Un hombre pobre, sencillo, humilde, trabajador, buen cristiano y padre de familia son las características que han hecho de San Isidro un santo popular, no solo madrileño y para los madrileños, sino un santo internacional.

En San Isidro, el pueblo descubrió que no hacía falta ser alguien con determinadas capacidades, o ser el fundador de una gran orden religiosa para ser relevante, para ser santo. En él encuentran a «un santo de la puerta de al lado», en palabras del papa Francisco, porque San Isidro es uno de sus vecinos, alguien común que es santo, que hace milagros, es decir, alguien normal y corriente a quien Dios escucha. Y su condición de labrador también ha hecho que la gente del campo acuda a su intercesión en tiempo de sequía para que caiga la lluvia, porque este santo conoce sus necesidades y sabe los problemas que conlleva la falta de agua.
San Isidro labrador
(Año 1130)
San Isidro bendito: ruega por nuestros campos y por nuestrosagricultores.
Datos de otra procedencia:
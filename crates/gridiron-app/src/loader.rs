// Input loading: the transaction log (JSON) and the game list (CSV).
//
// Individual malformed records are skipped with a warning and remembered as
// rejections so the runner can report which seasons had bad input. Only a
// file that cannot be read or parsed at all is an error.

use std::collections::BTreeSet;
use std::io::Read;
use std::path::Path;

use gridiron_core::franchise::FranchiseId;
use gridiron_core::game::{Game, GameSide, GameType};
use gridiron_core::ledger::{Transaction, TransactionLog};
use gridiron_core::season::{Season, SeasonRules};
use serde::Deserialize;
use tracing::warn;

// ---------------------------------------------------------------------------
// Error and result types
// ---------------------------------------------------------------------------

#[derive(Debug, thiserror::Error)]
pub enum LoadError {
    #[error("failed to read file {path}: {source}")]
    Io {
        path: String,
        source: std::io::Error,
    },

    #[error("JSON error in {path}: {source}")]
    Json {
        path: String,
        source: serde_json::Error,
    },

    #[error("CSV error in {path}: {source}")]
    Csv { path: String, source: csv::Error },

    #[error("validation error: {0}")]
    Validation(String),
}

/// A record that was skipped.
#[derive(Debug, Clone, PartialEq, Eq)]
pub struct Rejection {
    /// Zero-based position in the input.
    pub index: usize,
    /// Season of the record, when it could be read.
    pub season: Option<Season>,
    pub reason: String,
}

#[derive(Debug, Clone)]
pub struct Loaded<T> {
    pub records: Vec<T>,
    pub rejected: Vec<Rejection>,
}

impl<T> Loaded<T> {
    pub fn is_clean(&self) -> bool {
        self.rejected.is_empty()
    }

    /// Seasons with at least one rejected record.
    pub fn failed_seasons(&self) -> BTreeSet<Season> {
        self.rejected.iter().filter_map(|r| r.season).collect()
    }

    /// Whether some rejected record could not even be tied to a season.
    pub fn has_unattributed_rejections(&self) -> bool {
        self.rejected.iter().any(|r| r.season.is_none())
    }
}

// ---------------------------------------------------------------------------
// Transactions
// ---------------------------------------------------------------------------

fn load_transactions_from_reader<R: Read>(
    rdr: R,
) -> Result<Loaded<Transaction>, serde_json::Error> {
    let raw: Vec<serde_json::Value> = serde_json::from_reader(rdr)?;
    let mut records = Vec::with_capacity(raw.len());
    let mut rejected = Vec::new();

    for (index, value) in raw.into_iter().enumerate() {
        let season = value
            .get("season")
            .and_then(serde_json::Value::as_u64)
            .and_then(|s| Season::try_from(s).ok());
        let kind = value
            .get("type")
            .and_then(serde_json::Value::as_str)
            .unwrap_or("<missing>")
            .to_string();
        let player = value
            .get("player")
            .and_then(serde_json::Value::as_str)
            .map(str::to_string);

        match serde_json::from_value::<Transaction>(value) {
            Ok(tx) => records.push(tx),
            Err(e) => {
                warn!(
                    "skipping malformed transaction #{} (season {}, type {}, player {}): {}",
                    index,
                    season.map_or_else(|| "?".to_string(), |s| s.to_string()),
                    kind,
                    player.as_deref().unwrap_or("-"),
                    e
                );
                rejected.push(Rejection {
                    index,
                    season,
                    reason: e.to_string(),
                });
            }
        }
    }

    Ok(Loaded { records, rejected })
}

/// Load the transaction log from a JSON array file.
pub fn load_transactions(path: &Path) -> Result<Loaded<Transaction>, LoadError> {
    let file = std::fs::File::open(path).map_err(|e| LoadError::Io {
        path: path.display().to_string(),
        source: e,
    })?;
    load_transactions_from_reader(file).map_err(|e| LoadError::Json {
        path: path.display().to_string(),
        source: e,
    })
}

/// Build the replay log from loaded transactions, adding the RFA
/// conversions implied by contract expiries under each season's rules.
pub fn transaction_log<F>(loaded: &Loaded<Transaction>, rules_for: F) -> TransactionLog
where
    F: Fn(Season) -> SeasonRules,
{
    TransactionLog::new(loaded.records.clone()).with_expiry_conversions_under(rules_for)
}

// ---------------------------------------------------------------------------
// Games
// ---------------------------------------------------------------------------

/// One game per CSV row, away side then home side.
#[derive(Debug, Deserialize)]
struct RawGame {
    season: Season,
    week: u8,
    #[serde(rename = "type")]
    kind: String,
    away_franchise: u8,
    #[serde(default)]
    away_name: Option<String>,
    #[serde(default)]
    away_score: Option<f64>,
    home_franchise: u8,
    #[serde(default)]
    home_name: Option<String>,
    #[serde(default)]
    home_score: Option<f64>,
}

fn side(franchise: u8, name: Option<String>, score: Option<f64>) -> Result<GameSide, String> {
    let franchise =
        FranchiseId::new(franchise).ok_or_else(|| format!("franchise {franchise} out of range"))?;
    if let Some(score) = score {
        if !score.is_finite() {
            return Err(format!("non-finite score for franchise {franchise}"));
        }
    }
    let mut side = GameSide::new(franchise, score);
    side.name = name.map(|n| n.trim().to_string()).filter(|n| !n.is_empty());
    Ok(side)
}

fn game_from_raw(raw: RawGame) -> Result<Game, String> {
    let kind =
        GameType::from_str_type(&raw.kind).ok_or_else(|| format!("unknown game type '{}'", raw.kind))?;
    let away = side(raw.away_franchise, raw.away_name, raw.away_score)?;
    let home = side(raw.home_franchise, raw.home_name, raw.home_score)?;
    if away.franchise == home.franchise {
        return Err(format!("franchise {} plays itself", away.franchise));
    }
    Ok(Game {
        season: raw.season,
        week: raw.week,
        kind,
        away,
        home,
    })
}

fn load_games_from_reader<R: Read>(rdr: R) -> Result<Loaded<Game>, csv::Error> {
    let mut reader = csv::ReaderBuilder::new().trim(csv::Trim::All).from_reader(rdr);
    let headers = reader.headers()?.clone();
    let season_column = headers.iter().position(|h| h == "season");

    let mut records = Vec::new();
    let mut rejected = Vec::new();
    for (index, row) in reader.records().enumerate() {
        let row = match row {
            Ok(row) => row,
            Err(e) if e.is_io_error() => return Err(e),
            Err(e) => {
                warn!("skipping unreadable game row #{}: {}", index, e);
                rejected.push(Rejection {
                    index,
                    season: None,
                    reason: e.to_string(),
                });
                continue;
            }
        };
        let season = season_column
            .and_then(|i| row.get(i))
            .and_then(|s| s.parse::<Season>().ok());
        let parsed = row
            .deserialize::<RawGame>(Some(&headers))
            .map_err(|e| e.to_string())
            .and_then(game_from_raw);
        match parsed {
            Ok(game) => records.push(game),
            Err(reason) => {
                warn!(
                    "skipping malformed game row #{} (season {}): {}",
                    index,
                    season.map_or_else(|| "?".to_string(), |s| s.to_string()),
                    reason
                );
                rejected.push(Rejection {
                    index,
                    season,
                    reason,
                });
            }
        }
    }
    Ok(Loaded { records, rejected })
}

/// Load the game list from a CSV file. A file without a single valid game
/// is an error.
pub fn load_games(path: &Path) -> Result<Loaded<Game>, LoadError> {
    let file = std::fs::File::open(path).map_err(|e| LoadError::Io {
        path: path.display().to_string(),
        source: e,
    })?;
    let loaded = load_games_from_reader(file).map_err(|e| LoadError::Csv {
        path: path.display().to_string(),
        source: e,
    })?;
    if loaded.records.is_empty() {
        return Err(LoadError::Validation(format!(
            "{} produced zero valid games",
            path.display()
        )));
    }
    Ok(loaded)
}

// ---------------------------------------------------------------------------
// Tests
// ---------------------------------------------------------------------------

#[cfg(test)]
mod tests {
    use super::*;
    use gridiron_core::ledger::TransactionKind;

    const GAMES_HEADER: &str =
        "season,week,type,away_franchise,away_name,away_score,home_franchise,home_name,home_score";

    #[test]
    fn transactions_load_and_skip_malformed() {
        let json = r#"[
            { "type": "contract", "timestamp": "2022-08-20T19:00:00Z", "season": 2022,
              "player": "4034", "franchise": 3, "salary": 27, "start_year": 2022, "end_year": 2024 },
            { "type": "contract", "timestamp": "not a time", "season": 2021, "player": "77",
              "franchise": 3, "salary": 1, "end_year": 2021 },
            { "type": "fa", "timestamp": "2022-10-04T09:00:00Z", "season": 2022,
              "franchise": "Keyon", "adds": [{ "player": "8150" }] },
            { "type": "waiver-claim", "timestamp": "2022-10-04T09:00:00Z" }
        ]"#;
        let loaded = load_transactions_from_reader(json.as_bytes()).unwrap();
        assert_eq!(loaded.records.len(), 2);
        assert_eq!(loaded.records[0].kind.label(), "contract");
        assert!(matches!(loaded.records[1].kind, TransactionKind::Fa(_)));

        assert!(!loaded.is_clean());
        assert_eq!(loaded.rejected.len(), 2);
        assert_eq!(loaded.rejected[0].index, 1);
        assert_eq!(loaded.failed_seasons(), BTreeSet::from([2021]));
        assert!(loaded.has_unattributed_rejections());
    }

    #[test]
    fn transactions_not_an_array_is_an_error() {
        assert!(load_transactions_from_reader(r#"{ "type": "fa" }"#.as_bytes()).is_err());
    }

    #[test]
    fn transaction_log_adds_expiry_conversions() {
        let json = r#"[
            { "type": "contract-expiry", "timestamp": "2022-12-31T00:00:00Z", "season": 2022,
              "player": "4034", "franchise": 3, "start_year": 2020 }
        ]"#;
        let loaded = load_transactions_from_reader(json.as_bytes()).unwrap();
        let log = transaction_log(&loaded, SeasonRules::for_season);
        assert_eq!(log.len(), 2);
    }

    #[test]
    fn games_csv_roundtrip() {
        let csv_data = format!(
            "{GAMES_HEADER}\n\
             2022,1,regular,1,Keyon,120.5,2,Luke,99.25\n\
             2022,16,championship,3,,,4,,\n"
        );
        let loaded = load_games_from_reader(csv_data.as_bytes()).unwrap();
        assert!(loaded.is_clean());
        assert_eq!(loaded.records.len(), 2);

        let first = &loaded.records[0];
        assert_eq!(first.kind, GameType::Regular);
        assert_eq!(first.away.name.as_deref(), Some("Keyon"));
        assert_eq!(first.home.score, Some(99.25));

        let last = &loaded.records[1];
        assert_eq!(last.kind, GameType::Championship);
        assert!(!last.is_played());
        assert_eq!(last.away.name, None);
    }

    #[test]
    fn games_csv_skips_bad_rows_with_season() {
        let csv_data = format!(
            "{GAMES_HEADER}\n\
             2019,1,regular,1,,100,2,,90\n\
             2019,2,bye,1,,100,2,,90\n\
             2020,1,regular,13,,100,2,,90\n\
             2020,1,regular,5,,100,5,,90\n\
             twenty,1,regular,1,,100,2,,90\n"
        );
        let loaded = load_games_from_reader(csv_data.as_bytes()).unwrap();
        assert_eq!(loaded.records.len(), 1);
        assert_eq!(loaded.rejected.len(), 4);
        assert_eq!(loaded.failed_seasons(), BTreeSet::from([2019, 2020]));
        assert!(loaded.has_unattributed_rejections());
    }

    #[test]
    fn games_csv_skips_ragged_rows() {
        let csv_data = format!(
            "{GAMES_HEADER}\n\
             2021,1,regular,1,,100,2,,90\n\
             2021,2,regular,3,,100\n\
             2021,3,regular,4,,88.5,5,,91\n"
        );
        let loaded = load_games_from_reader(csv_data.as_bytes()).unwrap();
        assert_eq!(loaded.records.len(), 2);
        assert_eq!(loaded.records[1].week, 3);
        assert_eq!(loaded.rejected.len(), 1);
        assert_eq!(loaded.rejected[0].index, 1);
        assert!(loaded.has_unattributed_rejections());
    }

    #[test]
    fn load_games_missing_file_is_io_error() {
        let err = load_games(Path::new("/nonexistent/games.csv")).unwrap_err();
        assert!(matches!(err, LoadError::Io { .. }));
    }
}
Es el patrono de los agricultores del mundo. Le pusieron ese nombre en honor de San Isidoro, un santo muy apreciado en España.
Sus padres eran unos campesinos sumamente pobres que ni siquiera pudieron enviar a su hijo a la escuela. Pero en casa le enseñaron a tener temor a ofender a Dios y gran amor de caridad hacia el prójimo y un enorme aprecio por la oración y por la Santa Misa y la Comunión.
Huérfano y solo en el mundo cuando llegó a la edad de diez años Isidro se empleó como peón de campo, ayudando en la agricultura a Don Juan de Vargas un dueño de una finca, cerca de Madrid. Allí pasó muchos años de su existencia labrando las tierras, cultivando y cosechando.
Se casó con una sencilla campesina que también llegó a ser santa y ahora se llama Santa María de la Cabeza (no porque ese fuera su apellido, sino porque su cabeza es sacada en procesión en rogativas, cuando pasan muchos meses sin llover).
Isidro se levantaba muy de madrugada y nunca empezaba su día de trabajo sin haber asistido antes a la Santa Misa. Varios de sus compañeros muy envidiosos lo acusaron ante el patrón por «ausentismo» y abandono del trabajo. El señor Vargas se fue a observar el campo y notó que sí era cierto que Isidro llegaba una hora más tarde que los otros (en aquel tiempo se trabajaba de seis de la mañana a seis de la tarde) pero que mientras Isidro oía misa, un personaje invisible (quizá un ángel) le guaba sus bueyes y estos araban juiciosamente como si el propio campesino los estuviera dirigiendo.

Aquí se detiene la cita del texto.